— Required action —
Output only the stretch of the listing that starts at the line containing "repository 1d12316869a7b729" and ends at the line containing "pub fn expose(&self)", reproduced exactly with both ends.

— Given data —

◇ ◇ ◇

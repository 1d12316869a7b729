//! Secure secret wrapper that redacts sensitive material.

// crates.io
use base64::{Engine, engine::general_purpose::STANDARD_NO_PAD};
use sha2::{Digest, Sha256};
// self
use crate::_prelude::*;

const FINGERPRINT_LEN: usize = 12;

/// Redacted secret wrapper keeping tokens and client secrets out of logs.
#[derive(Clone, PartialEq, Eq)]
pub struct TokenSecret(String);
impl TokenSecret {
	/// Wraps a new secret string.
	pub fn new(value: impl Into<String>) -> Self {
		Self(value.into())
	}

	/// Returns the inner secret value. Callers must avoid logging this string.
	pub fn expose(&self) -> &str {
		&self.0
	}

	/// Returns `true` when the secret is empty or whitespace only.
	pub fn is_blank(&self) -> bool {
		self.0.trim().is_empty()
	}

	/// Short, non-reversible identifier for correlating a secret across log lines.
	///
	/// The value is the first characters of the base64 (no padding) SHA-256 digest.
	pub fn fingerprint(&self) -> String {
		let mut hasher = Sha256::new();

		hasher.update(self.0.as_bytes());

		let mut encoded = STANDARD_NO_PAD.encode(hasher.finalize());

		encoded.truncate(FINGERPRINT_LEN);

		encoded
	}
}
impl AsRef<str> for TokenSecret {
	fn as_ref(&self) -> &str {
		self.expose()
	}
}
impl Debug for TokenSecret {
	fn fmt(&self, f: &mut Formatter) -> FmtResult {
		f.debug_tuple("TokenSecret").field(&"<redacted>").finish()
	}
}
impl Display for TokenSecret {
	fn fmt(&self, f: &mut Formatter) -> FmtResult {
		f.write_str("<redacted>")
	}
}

◇ ◇ ◇

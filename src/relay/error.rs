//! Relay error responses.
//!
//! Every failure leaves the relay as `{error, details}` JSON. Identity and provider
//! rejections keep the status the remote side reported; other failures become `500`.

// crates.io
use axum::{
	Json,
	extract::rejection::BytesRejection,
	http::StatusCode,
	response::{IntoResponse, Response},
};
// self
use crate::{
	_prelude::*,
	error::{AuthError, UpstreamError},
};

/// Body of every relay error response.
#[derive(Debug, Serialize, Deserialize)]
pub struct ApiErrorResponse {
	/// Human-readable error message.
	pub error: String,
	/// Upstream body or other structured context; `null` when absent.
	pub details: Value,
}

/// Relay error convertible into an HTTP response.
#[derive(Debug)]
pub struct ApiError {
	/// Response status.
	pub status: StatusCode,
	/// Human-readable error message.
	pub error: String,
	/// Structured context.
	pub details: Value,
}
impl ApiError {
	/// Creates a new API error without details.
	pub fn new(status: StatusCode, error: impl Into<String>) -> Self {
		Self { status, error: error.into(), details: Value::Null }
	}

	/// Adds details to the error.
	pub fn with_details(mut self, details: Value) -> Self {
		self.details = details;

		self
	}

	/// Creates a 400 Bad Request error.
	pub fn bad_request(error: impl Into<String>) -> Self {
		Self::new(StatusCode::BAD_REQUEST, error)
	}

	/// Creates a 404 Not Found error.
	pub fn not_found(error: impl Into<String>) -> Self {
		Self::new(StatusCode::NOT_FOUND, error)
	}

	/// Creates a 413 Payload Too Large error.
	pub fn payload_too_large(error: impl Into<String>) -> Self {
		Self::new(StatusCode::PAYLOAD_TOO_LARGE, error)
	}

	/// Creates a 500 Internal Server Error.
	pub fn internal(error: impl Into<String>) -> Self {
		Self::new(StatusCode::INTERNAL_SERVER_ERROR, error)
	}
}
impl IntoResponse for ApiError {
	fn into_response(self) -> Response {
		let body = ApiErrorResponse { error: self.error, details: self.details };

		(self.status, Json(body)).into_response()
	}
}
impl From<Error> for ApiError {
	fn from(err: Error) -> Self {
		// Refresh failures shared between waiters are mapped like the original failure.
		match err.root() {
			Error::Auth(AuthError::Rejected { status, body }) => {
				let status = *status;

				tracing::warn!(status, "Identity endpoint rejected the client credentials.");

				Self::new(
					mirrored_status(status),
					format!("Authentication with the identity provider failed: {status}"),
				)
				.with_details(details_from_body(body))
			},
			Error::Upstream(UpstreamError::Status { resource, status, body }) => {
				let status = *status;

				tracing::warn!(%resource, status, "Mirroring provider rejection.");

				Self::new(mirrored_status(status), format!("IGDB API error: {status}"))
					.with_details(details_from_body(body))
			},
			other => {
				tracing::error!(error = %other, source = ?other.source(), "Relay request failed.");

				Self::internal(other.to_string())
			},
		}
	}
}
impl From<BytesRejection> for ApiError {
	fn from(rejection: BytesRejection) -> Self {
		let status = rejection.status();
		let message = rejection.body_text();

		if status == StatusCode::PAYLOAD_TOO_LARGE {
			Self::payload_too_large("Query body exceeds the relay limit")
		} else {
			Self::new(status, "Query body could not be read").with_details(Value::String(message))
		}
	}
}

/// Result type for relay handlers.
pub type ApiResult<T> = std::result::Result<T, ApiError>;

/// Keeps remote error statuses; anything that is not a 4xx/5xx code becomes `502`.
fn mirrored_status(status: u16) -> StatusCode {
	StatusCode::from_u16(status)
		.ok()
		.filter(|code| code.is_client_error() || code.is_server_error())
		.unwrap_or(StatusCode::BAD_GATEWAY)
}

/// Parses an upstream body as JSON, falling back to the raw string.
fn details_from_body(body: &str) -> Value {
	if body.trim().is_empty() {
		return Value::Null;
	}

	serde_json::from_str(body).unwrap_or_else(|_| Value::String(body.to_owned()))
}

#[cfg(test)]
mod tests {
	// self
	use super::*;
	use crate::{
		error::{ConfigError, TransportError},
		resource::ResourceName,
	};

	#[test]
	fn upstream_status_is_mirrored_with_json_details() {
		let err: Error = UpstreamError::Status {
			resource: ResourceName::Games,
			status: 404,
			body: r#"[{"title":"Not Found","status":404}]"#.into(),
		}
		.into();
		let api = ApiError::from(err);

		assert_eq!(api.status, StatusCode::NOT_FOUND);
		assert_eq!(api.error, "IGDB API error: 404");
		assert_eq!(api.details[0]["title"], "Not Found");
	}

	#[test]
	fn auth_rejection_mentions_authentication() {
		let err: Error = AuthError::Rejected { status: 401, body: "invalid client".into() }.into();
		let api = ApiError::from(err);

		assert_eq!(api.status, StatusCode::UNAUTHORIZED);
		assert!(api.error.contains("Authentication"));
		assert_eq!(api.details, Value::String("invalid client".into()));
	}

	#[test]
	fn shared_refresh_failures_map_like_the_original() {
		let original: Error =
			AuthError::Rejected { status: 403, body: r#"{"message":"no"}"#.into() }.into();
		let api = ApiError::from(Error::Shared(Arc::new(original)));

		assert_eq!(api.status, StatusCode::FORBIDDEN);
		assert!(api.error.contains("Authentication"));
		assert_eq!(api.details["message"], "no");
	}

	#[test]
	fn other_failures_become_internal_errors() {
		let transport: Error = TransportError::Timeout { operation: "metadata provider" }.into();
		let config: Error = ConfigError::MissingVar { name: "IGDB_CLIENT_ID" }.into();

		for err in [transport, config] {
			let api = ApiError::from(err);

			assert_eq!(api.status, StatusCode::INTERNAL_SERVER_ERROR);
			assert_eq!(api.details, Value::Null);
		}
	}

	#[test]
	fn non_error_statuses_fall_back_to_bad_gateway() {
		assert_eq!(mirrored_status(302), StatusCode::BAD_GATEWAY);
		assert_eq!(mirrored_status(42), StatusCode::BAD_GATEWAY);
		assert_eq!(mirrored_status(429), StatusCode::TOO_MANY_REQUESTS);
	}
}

◇ ◇ ◇

— Solution for this exercise —
repository 1d12316869a7b729
//! Secure secret wrapper that redacts sensitive material.

// crates.io
use base64::{Engine, engine::general_purpose::STANDARD_NO_PAD};
use sha2::{Digest, Sha256};
// self
use crate::_prelude::*;

const FINGERPRINT_LEN: usize = 12;

/// Redacted secret wrapper keeping tokens and client secrets out of logs.
#[derive(Clone, PartialEq, Eq)]
pub struct TokenSecret(String);
impl TokenSecret {
	/// Wraps a new secret string.
	pub fn new(value: impl Into<String>) -> Self {
		Self(value.into())
	}

	/// Returns the inner secret value. Callers must avoid logging this string.
	pub fn expose(&self) -> &str {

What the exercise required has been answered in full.